Exercise details: Throughout the records below, find each line holding "push" and copy it.
START Dataset
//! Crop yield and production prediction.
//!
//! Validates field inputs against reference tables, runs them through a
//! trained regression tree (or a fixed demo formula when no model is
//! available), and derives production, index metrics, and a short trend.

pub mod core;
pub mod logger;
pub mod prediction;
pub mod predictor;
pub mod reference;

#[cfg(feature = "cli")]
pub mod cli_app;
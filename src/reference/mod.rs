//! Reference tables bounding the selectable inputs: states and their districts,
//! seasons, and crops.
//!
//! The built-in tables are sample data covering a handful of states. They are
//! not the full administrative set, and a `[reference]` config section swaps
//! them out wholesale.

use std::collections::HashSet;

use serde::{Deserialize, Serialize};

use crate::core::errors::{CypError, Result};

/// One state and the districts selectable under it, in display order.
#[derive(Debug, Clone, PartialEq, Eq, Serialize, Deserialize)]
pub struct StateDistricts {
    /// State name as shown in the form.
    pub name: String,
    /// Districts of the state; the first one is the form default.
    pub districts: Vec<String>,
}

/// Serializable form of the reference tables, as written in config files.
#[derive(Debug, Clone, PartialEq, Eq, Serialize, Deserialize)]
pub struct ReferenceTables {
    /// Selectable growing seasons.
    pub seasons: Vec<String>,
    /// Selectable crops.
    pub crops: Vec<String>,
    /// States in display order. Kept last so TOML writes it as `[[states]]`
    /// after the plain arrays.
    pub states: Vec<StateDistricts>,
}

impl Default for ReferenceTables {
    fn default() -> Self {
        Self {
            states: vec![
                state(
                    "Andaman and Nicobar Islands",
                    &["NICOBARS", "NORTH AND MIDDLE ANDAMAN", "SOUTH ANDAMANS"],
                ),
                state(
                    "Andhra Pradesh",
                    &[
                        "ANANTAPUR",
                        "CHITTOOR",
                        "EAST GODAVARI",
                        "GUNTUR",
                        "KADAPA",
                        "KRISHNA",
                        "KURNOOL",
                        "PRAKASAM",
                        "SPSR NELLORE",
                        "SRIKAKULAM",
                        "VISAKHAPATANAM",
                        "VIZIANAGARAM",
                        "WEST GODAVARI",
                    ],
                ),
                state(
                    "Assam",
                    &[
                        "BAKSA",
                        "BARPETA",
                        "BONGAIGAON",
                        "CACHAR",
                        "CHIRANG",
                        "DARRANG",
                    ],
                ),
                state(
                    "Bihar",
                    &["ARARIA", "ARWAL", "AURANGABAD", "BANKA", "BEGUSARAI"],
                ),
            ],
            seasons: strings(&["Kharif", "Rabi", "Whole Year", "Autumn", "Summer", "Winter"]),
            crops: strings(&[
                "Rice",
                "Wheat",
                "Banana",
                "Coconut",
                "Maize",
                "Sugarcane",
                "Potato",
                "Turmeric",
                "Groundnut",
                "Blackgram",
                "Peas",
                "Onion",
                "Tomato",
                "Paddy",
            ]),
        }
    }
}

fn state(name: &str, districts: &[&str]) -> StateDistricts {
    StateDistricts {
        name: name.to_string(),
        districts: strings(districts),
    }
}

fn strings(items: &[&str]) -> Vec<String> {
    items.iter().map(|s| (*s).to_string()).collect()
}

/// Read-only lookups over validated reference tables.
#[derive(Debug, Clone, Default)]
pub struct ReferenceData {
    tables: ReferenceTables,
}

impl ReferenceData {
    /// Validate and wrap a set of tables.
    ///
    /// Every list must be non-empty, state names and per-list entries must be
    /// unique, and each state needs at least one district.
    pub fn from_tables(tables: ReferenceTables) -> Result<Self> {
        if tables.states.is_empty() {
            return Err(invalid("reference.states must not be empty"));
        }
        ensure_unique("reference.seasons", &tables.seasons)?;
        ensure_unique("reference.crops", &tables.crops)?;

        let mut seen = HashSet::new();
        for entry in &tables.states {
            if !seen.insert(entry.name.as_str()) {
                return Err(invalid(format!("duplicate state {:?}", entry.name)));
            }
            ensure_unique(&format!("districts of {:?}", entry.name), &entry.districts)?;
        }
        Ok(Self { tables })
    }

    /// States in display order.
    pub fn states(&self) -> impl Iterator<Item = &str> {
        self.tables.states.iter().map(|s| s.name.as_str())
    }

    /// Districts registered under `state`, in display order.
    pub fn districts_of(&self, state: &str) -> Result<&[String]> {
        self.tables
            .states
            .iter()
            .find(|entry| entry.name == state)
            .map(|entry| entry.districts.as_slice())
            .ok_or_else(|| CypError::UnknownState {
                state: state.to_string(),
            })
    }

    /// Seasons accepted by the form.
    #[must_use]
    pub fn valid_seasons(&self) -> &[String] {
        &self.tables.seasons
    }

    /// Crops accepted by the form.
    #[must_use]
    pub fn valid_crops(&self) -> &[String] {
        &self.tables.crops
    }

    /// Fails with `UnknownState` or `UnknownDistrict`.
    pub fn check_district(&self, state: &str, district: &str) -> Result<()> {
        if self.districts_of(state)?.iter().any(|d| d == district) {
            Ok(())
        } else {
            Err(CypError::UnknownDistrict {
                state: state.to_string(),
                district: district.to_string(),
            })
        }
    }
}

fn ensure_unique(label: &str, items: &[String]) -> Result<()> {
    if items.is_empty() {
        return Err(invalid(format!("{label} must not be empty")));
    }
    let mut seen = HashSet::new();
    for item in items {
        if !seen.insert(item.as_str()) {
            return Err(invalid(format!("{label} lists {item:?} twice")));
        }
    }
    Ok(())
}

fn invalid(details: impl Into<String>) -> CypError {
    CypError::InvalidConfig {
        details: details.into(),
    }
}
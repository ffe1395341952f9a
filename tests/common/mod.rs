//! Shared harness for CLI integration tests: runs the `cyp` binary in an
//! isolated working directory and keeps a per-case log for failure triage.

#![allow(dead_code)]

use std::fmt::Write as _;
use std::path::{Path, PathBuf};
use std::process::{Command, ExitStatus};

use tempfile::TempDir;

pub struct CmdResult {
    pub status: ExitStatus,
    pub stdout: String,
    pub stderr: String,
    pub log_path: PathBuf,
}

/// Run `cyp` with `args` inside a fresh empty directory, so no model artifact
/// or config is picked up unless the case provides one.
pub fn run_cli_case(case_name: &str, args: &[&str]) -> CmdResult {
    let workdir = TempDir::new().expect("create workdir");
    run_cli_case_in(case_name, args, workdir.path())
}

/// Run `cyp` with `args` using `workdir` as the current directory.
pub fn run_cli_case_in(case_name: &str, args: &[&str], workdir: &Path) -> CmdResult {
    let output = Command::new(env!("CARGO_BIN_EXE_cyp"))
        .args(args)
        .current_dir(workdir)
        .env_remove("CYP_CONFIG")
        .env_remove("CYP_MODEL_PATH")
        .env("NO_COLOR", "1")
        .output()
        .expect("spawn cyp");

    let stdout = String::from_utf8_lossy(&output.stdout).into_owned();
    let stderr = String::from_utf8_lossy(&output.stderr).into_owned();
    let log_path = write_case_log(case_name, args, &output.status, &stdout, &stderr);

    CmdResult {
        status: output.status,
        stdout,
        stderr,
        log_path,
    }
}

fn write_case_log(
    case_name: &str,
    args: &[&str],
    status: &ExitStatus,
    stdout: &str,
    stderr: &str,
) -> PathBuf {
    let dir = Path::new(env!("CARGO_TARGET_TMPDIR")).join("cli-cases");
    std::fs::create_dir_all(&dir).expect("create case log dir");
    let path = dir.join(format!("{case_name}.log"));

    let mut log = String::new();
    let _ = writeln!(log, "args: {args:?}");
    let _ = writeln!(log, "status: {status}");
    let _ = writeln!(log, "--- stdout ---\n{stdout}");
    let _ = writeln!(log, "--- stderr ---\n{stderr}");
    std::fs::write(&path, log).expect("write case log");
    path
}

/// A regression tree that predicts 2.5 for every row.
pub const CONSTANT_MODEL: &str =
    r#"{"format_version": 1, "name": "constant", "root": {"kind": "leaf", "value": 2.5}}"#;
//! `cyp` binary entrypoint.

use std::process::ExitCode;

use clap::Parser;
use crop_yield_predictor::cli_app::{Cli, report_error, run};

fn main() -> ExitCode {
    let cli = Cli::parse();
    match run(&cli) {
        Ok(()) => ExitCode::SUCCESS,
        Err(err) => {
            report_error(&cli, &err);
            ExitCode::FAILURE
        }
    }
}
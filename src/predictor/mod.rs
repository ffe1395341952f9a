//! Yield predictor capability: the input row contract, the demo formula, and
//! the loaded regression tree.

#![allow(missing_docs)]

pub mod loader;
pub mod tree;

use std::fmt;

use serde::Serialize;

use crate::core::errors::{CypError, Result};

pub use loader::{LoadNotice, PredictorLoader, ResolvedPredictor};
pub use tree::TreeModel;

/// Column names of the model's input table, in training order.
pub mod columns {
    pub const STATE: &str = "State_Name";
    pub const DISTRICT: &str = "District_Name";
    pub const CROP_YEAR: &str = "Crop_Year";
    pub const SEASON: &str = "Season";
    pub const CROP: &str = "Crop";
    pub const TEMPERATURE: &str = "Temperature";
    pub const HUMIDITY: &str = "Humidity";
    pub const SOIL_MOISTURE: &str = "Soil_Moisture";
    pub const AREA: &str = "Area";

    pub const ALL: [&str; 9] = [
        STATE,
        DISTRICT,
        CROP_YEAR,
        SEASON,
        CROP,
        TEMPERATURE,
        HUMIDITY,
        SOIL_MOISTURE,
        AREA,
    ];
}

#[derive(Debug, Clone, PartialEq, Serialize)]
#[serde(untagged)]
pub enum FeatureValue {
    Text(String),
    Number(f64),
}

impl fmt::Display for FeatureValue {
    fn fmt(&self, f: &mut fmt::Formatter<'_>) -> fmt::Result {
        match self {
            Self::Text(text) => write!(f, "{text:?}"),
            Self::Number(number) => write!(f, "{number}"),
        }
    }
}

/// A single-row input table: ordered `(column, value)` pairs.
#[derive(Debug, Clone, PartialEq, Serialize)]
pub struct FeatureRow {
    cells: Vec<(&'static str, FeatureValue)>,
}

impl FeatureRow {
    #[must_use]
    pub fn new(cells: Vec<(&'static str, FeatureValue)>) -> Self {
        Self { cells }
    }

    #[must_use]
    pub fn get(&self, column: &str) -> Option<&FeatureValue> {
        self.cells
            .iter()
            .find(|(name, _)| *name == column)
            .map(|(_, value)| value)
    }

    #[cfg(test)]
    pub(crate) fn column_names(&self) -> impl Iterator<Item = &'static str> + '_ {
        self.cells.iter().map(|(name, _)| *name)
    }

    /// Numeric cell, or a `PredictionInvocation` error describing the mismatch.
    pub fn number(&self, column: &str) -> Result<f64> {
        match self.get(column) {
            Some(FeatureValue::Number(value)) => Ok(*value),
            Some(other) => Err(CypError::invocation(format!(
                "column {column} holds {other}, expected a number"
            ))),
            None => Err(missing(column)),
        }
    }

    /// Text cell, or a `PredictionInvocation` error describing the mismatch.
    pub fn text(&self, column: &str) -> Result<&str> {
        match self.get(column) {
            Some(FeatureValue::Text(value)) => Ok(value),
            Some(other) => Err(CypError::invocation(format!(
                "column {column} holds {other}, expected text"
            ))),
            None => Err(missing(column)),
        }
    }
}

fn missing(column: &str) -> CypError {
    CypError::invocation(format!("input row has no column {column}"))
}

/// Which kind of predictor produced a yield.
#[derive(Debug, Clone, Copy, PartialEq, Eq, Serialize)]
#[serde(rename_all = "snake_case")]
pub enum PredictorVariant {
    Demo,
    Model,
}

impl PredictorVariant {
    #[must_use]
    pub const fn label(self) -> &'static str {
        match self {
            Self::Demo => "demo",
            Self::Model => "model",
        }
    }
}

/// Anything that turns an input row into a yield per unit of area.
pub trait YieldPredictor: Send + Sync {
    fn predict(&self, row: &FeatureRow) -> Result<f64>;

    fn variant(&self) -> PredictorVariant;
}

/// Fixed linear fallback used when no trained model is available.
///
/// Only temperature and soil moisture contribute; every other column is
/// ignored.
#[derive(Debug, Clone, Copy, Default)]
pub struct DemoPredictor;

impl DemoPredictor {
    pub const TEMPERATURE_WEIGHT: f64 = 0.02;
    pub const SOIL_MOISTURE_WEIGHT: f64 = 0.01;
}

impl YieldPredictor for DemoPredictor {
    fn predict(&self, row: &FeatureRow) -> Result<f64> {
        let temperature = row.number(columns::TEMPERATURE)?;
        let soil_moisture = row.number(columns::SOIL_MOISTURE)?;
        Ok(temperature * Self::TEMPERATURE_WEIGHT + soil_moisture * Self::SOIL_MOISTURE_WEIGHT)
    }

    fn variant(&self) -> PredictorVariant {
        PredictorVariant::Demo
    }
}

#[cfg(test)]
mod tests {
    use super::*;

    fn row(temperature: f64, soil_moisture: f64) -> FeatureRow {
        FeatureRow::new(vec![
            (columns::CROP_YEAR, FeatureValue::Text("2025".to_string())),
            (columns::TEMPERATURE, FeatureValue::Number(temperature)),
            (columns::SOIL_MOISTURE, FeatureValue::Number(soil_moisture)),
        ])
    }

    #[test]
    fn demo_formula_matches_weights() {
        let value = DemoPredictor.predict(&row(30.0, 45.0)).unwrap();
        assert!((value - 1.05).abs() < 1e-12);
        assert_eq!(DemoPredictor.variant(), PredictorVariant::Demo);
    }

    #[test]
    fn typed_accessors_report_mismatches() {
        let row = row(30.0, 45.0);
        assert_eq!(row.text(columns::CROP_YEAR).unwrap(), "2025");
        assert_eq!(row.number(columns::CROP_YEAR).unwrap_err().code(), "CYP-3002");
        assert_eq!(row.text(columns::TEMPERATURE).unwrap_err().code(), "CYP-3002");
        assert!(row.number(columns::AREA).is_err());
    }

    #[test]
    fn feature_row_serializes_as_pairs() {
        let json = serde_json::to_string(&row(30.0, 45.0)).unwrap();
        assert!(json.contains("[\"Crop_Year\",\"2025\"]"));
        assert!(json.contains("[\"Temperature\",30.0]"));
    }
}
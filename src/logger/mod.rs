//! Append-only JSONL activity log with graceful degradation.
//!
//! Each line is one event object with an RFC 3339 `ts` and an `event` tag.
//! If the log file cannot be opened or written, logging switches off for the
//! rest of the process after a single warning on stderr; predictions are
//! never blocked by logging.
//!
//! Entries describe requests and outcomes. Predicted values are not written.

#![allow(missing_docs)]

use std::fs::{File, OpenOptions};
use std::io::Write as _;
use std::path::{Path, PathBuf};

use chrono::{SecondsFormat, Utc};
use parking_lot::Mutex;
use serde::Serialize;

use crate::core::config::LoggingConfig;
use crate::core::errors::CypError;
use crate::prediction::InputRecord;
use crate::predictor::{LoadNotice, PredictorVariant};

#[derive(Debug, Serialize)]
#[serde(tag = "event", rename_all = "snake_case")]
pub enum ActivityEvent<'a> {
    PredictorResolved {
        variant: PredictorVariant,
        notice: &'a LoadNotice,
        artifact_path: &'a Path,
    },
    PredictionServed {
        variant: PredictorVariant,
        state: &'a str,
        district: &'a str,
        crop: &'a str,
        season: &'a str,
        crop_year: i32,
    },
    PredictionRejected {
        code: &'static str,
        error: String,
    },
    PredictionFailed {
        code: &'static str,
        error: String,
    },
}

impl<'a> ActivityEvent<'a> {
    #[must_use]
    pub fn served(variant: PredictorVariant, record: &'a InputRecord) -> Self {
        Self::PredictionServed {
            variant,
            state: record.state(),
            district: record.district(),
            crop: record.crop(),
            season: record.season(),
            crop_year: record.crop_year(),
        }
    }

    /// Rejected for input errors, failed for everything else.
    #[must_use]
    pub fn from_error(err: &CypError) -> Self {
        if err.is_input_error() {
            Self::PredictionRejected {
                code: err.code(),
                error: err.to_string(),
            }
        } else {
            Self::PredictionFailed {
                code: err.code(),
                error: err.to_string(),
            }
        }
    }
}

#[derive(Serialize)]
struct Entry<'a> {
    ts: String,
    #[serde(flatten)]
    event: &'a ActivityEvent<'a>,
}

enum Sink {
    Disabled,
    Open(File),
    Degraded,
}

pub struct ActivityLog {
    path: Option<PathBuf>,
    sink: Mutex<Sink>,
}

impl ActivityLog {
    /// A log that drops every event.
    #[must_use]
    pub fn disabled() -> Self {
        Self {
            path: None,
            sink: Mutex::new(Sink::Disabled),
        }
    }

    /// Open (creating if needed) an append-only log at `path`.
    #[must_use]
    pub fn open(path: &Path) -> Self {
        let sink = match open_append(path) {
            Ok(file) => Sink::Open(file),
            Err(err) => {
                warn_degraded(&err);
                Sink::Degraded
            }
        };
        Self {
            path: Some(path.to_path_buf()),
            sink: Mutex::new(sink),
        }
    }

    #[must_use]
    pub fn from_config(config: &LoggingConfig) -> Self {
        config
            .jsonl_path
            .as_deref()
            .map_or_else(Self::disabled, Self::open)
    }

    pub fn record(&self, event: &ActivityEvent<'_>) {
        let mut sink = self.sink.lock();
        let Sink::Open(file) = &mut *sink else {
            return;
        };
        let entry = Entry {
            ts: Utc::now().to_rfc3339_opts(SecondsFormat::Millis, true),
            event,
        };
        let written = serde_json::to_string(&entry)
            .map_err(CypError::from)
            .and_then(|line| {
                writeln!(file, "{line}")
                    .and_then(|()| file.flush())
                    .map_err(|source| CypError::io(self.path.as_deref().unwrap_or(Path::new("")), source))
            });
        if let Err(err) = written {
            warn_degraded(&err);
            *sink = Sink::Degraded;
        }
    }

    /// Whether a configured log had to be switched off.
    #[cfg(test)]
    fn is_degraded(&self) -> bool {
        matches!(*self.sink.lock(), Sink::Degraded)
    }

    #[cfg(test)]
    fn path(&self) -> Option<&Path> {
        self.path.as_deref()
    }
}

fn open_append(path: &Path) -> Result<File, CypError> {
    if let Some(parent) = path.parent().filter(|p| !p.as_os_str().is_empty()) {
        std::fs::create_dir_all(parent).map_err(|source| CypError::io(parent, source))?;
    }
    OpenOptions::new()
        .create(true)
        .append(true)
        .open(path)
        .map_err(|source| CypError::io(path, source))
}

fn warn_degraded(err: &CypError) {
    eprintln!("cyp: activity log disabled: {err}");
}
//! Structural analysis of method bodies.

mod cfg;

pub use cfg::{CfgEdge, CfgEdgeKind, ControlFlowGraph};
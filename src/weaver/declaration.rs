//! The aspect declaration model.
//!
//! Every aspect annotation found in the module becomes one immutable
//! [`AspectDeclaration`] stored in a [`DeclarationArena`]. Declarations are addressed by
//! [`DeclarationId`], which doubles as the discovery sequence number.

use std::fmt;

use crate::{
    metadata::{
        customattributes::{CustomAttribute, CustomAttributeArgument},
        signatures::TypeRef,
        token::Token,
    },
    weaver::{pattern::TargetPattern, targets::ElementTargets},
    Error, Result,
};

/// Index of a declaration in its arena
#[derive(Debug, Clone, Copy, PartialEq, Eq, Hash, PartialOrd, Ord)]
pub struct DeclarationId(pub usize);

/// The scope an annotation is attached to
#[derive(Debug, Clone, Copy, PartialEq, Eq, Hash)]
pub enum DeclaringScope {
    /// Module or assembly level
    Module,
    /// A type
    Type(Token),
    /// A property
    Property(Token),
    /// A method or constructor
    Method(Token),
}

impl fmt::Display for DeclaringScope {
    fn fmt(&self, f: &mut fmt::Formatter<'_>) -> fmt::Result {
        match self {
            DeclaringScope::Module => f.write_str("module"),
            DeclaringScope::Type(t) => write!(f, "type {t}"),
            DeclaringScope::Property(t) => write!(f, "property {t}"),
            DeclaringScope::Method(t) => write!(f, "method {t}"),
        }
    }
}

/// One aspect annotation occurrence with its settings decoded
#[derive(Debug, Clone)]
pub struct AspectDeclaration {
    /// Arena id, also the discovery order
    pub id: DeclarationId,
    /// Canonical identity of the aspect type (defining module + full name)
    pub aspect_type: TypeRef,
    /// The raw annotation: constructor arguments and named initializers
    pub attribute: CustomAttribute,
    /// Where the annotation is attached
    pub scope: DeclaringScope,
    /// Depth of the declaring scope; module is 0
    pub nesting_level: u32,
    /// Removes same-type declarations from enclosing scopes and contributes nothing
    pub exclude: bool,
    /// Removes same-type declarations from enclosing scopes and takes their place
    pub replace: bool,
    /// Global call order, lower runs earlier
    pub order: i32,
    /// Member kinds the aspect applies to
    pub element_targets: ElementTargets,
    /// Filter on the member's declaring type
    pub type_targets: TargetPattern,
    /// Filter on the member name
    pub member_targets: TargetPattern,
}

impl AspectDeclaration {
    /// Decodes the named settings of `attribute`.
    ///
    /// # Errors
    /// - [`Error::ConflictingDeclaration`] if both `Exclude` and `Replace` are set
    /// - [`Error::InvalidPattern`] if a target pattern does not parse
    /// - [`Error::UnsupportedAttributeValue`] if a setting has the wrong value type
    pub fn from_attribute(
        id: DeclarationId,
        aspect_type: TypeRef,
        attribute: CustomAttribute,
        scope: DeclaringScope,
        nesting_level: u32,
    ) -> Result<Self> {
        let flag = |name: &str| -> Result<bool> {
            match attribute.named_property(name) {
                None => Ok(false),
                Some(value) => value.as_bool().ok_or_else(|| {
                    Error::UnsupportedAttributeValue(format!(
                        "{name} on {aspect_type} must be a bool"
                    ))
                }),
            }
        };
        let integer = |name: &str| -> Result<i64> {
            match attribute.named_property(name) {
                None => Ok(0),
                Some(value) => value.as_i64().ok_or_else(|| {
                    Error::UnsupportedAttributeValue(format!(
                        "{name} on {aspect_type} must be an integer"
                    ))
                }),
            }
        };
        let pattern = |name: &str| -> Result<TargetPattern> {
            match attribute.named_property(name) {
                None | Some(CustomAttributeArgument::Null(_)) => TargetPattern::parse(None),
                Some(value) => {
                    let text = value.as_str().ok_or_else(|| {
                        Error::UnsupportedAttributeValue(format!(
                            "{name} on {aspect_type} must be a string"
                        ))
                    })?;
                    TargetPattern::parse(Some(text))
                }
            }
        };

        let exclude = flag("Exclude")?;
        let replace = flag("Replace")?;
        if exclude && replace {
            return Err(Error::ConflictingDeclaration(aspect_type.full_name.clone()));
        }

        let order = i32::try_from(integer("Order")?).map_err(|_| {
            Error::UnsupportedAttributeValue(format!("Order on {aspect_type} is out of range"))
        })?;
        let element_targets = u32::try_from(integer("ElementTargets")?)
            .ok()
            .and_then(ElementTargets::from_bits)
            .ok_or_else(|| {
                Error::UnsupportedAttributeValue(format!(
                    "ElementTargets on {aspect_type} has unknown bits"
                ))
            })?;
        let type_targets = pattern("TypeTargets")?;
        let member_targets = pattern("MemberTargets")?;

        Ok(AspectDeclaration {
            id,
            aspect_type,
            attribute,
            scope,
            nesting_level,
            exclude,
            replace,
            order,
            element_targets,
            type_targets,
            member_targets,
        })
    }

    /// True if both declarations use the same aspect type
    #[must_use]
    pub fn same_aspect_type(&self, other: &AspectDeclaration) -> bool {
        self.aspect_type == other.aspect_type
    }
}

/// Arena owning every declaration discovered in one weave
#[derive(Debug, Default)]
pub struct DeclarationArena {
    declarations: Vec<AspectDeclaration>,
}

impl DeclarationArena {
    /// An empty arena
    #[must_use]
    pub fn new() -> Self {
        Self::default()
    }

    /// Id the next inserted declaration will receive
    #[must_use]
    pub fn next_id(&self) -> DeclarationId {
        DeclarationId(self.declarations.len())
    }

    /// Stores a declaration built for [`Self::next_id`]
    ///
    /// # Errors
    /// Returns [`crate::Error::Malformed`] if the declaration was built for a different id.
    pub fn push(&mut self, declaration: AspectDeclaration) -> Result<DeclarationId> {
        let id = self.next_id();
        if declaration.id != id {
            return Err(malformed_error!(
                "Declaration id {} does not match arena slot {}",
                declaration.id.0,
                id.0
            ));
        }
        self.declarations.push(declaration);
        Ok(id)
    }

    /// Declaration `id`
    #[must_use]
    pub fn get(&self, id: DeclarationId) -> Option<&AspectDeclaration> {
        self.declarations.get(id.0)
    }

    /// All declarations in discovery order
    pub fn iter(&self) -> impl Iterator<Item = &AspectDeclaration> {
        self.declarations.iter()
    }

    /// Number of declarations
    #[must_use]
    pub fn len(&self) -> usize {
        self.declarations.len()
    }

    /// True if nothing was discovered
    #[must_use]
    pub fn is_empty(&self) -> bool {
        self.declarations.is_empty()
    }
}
END Dataset
Output:
    pub fn push(&mut self, declaration: AspectDeclaration) -> Result<DeclarationId> {
        self.declarations.push(declaration);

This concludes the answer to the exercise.